◆ **Action item**: In this exercise, each record below is to be written out again exactly.

◆ **Supplied material**:
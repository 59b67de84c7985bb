use super::*;
use crate::domain::{ProductCode, Ruc, TransactionId};

#[test]
fn transaction_query_omits_unset_criteria() {
    let query = TransactionQuery {
        kind: Some(TransactionKind::Exit),
        from: None,
        to: NaiveDate::from_ymd_opt(2024, 3, 31),
    };
    let encoded = serde_json::to_value(&query).expect("encode");
    assert_eq!(
        encoded,
        serde_json::json!({"tipo": "SALIDA", "fechaFin": "2024-03-31T23:59:59"})
    );
    assert!(TransactionQuery::default().is_unbounded());
    assert!(!query.is_unbounded());
}

#[test]
fn transaction_query_sends_local_date_times_covering_whole_days() {
    let query = TransactionQuery {
        kind: None,
        from: NaiveDate::from_ymd_opt(2024, 1, 1),
        to: NaiveDate::from_ymd_opt(2024, 1, 31),
    };
    let encoded = serde_json::to_value(&query).expect("encode");

    let start = encoded["fechaInicio"].as_str().expect("start bound");
    let end = encoded["fechaFin"].as_str().expect("end bound");
    let start = start.parse::<chrono::NaiveDateTime>().expect("ISO local date-time");
    let end = end.parse::<chrono::NaiveDateTime>().expect("ISO local date-time");
    assert_eq!(start.to_string(), "2024-01-01 00:00:00");
    assert_eq!(end.to_string(), "2024-01-31 23:59:59");

    let decoded: TransactionQuery = serde_json::from_value(encoded).expect("decode");
    assert_eq!(decoded, query);
}

#[test]
fn product_uses_backend_field_names() {
    let raw = r#"{
        "codigo": "P-001",
        "nombre": "Arroz",
        "precioUnitario": 3.5,
        "stockActual": 12,
        "categoria": "Abarrotes",
        "proveedor": {"ruc": "20123456789", "razonSocial": "Distribuidora Norte"},
        "fechaVencimiento": "2030-01-01"
    }"#;
    let product: Product = serde_json::from_str(raw).expect("product");

    assert_eq!(product.code, ProductCode::new("P-001"));
    assert_eq!(product.stock, 12);
    assert_eq!(product.supplier_ruc(), Some(&Ruc::new("20123456789")));
    assert!(product.is_perishable());
    assert_eq!(product.minimum_stock, None);

    let encoded = serde_json::to_value(&product).expect("encode");
    assert_eq!(encoded["precioUnitario"], serde_json::json!(3.5));
    assert!(encoded.get("stockMinimo").is_none());
}

#[test]
fn expired_perishables_are_worth_nothing() {
    let mut product = Product::new("P-9", "Leche", 4.0, 10);
    let today = NaiveDate::from_ymd_opt(2024, 6, 1).expect("date");
    assert_eq!(product.inventory_value(today), 40.0);

    product.expires_on = NaiveDate::from_ymd_opt(2024, 6, 1);
    assert_eq!(product.inventory_value(today), 40.0, "expiry day is still sellable");

    product.expires_on = NaiveDate::from_ymd_opt(2024, 5, 31);
    assert_eq!(product.inventory_value(today), 0.0);
}

#[test]
fn transaction_accepts_local_and_offset_timestamps() {
    let local: Transaction = serde_json::from_str(
        r#"{"idTransaccion": 4, "tipo": "ENTRADA", "fecha": "2024-02-10T08:30:00", "cantidad": 5}"#,
    )
    .expect("local timestamp");
    assert_eq!(local.id, Some(TransactionId(4)));
    assert_eq!(local.stock_delta(), 5);
    assert_eq!(
        local.occurred_at.map(|ts| ts.to_string()),
        Some("2024-02-10 08:30:00".to_string())
    );

    let offset: Transaction = serde_json::from_str(
        r#"{"tipo": "SALIDA", "fecha": "2024-02-10T08:30:00.000Z", "cantidad": 2, "fechaExtra": 1}"#,
    )
    .expect("offset timestamp");
    assert_eq!(offset.stock_delta(), -2);
    assert!(offset.occurred_at.is_some());

    let encoded = serde_json::to_value(&local).expect("encode");
    assert_eq!(encoded["fecha"], serde_json::json!("2024-02-10T08:30:00"));
}

#[test]
fn transaction_kind_parses_backend_and_english_spellings() {
    assert_eq!("entrada".parse::<TransactionKind>(), Ok(TransactionKind::Entry));
    assert_eq!("OUT".parse::<TransactionKind>(), Ok(TransactionKind::Exit));
    assert!("transfer".parse::<TransactionKind>().is_err());
}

◆ **Response to the exercise**:
repository 59b67de84c7985bb
use super::*;
use crate::domain::{ProductCode, Ruc, TransactionId};

#[test]
fn transaction_query_omits_unset_criteria() {
    let query = TransactionQuery {
        kind: Some(TransactionKind::Exit),
        from: None,
        to: NaiveDate::from_ymd_opt(2024, 3, 31),
    };
    let encoded = serde_json::to_value(&query).expect("encode");
    assert_eq!(
        encoded,
        serde_json::json!({"tipo": "SALIDA", "fechaFin": "2024-03-31T23:59:59"})
    );
    assert!(TransactionQuery::default().is_unbounded());
    assert!(!query.is_unbounded());
}

#[test]
fn transaction_query_sends_local_date_times_covering_whole_days() {
    let query = TransactionQuery {
        kind: None,
        from: NaiveDate::from_ymd_opt(2024, 1, 1),
        to: NaiveDate::from_ymd_opt(2024, 1, 31),
    };
    let encoded = serde_json::to_value(&query).expect("encode");

    let start = encoded["fechaInicio"].as_str().expect("start bound");
    let end = encoded["fechaFin"].as_str().expect("end bound");
    let start = start.parse::<chrono::NaiveDateTime>().expect("ISO local date-time");
    let end = end.parse::<chrono::NaiveDateTime>().expect("ISO local date-time");
    assert_eq!(start.to_string(), "2024-01-01 00:00:00");
    assert_eq!(end.to_string(), "2024-01-31 23:59:59");

    let decoded: TransactionQuery = serde_json::from_value(encoded).expect("decode");
    assert_eq!(decoded, query);
}

#[test]
fn product_uses_backend_field_names() {
    let raw = r#"{
        "codigo": "P-001",
        "nombre": "Arroz",
        "precioUnitario": 3.5,
        "stockActual": 12,
        "categoria": "Abarrotes",
        "proveedor": {"ruc": "20123456789", "razonSocial": "Distribuidora Norte"},
        "fechaVencimiento": "2030-01-01"
    }"#;
    let product: Product = serde_json::from_str(raw).expect("product");

    assert_eq!(product.code, ProductCode::new("P-001"));
    assert_eq!(product.stock, 12);
    assert_eq!(product.supplier_ruc(), Some(&Ruc::new("20123456789")));
    assert!(product.is_perishable());
    assert_eq!(product.minimum_stock, None);

    let encoded = serde_json::to_value(&product).expect("encode");
    assert_eq!(encoded["precioUnitario"], serde_json::json!(3.5));
    assert!(encoded.get("stockMinimo").is_none());
}

#[test]
fn expired_perishables_are_worth_nothing() {
    let mut product = Product::new("P-9", "Leche", 4.0, 10);
    let today = NaiveDate::from_ymd_opt(2024, 6, 1).expect("date");
    assert_eq!(product.inventory_value(today), 40.0);

    product.expires_on = NaiveDate::from_ymd_opt(2024, 6, 1);
    assert_eq!(product.inventory_value(today), 40.0, "expiry day is still sellable");

    product.expires_on = NaiveDate::from_ymd_opt(2024, 5, 31);
    assert_eq!(product.inventory_value(today), 0.0);
}

#[test]
fn transaction_accepts_local_and_offset_timestamps() {
    let local: Transaction = serde_json::from_str(
        r#"{"idTransaccion": 4, "tipo": "ENTRADA", "fecha": "2024-02-10T08:30:00", "cantidad": 5}"#,
    )
    .expect("local timestamp");
    assert_eq!(local.id, Some(TransactionId(4)));
    assert_eq!(local.stock_delta(), 5);
    assert_eq!(
        local.occurred_at.map(|ts| ts.to_string()),
        Some("2024-02-10 08:30:00".to_string())
    );

    let offset: Transaction = serde_json::from_str(
        r#"{"tipo": "SALIDA", "fecha": "2024-02-10T08:30:00.000Z", "cantidad": 2, "fechaExtra": 1}"#,
    )
    .expect("offset timestamp");
    assert_eq!(offset.stock_delta(), -2);
    assert!(offset.occurred_at.is_some());

    let encoded = serde_json::to_value(&local).expect("encode");
    assert_eq!(encoded["fecha"], serde_json::json!("2024-02-10T08:30:00"));
}

#[test]
fn transaction_kind_parses_backend_and_english_spellings() {
    assert_eq!("entrada".parse::<TransactionKind>(), Ok(TransactionKind::Entry));
    assert_eq!("OUT".parse::<TransactionKind>(), Ok(TransactionKind::Exit));
    assert!("transfer".parse::<TransactionKind>().is_err());
}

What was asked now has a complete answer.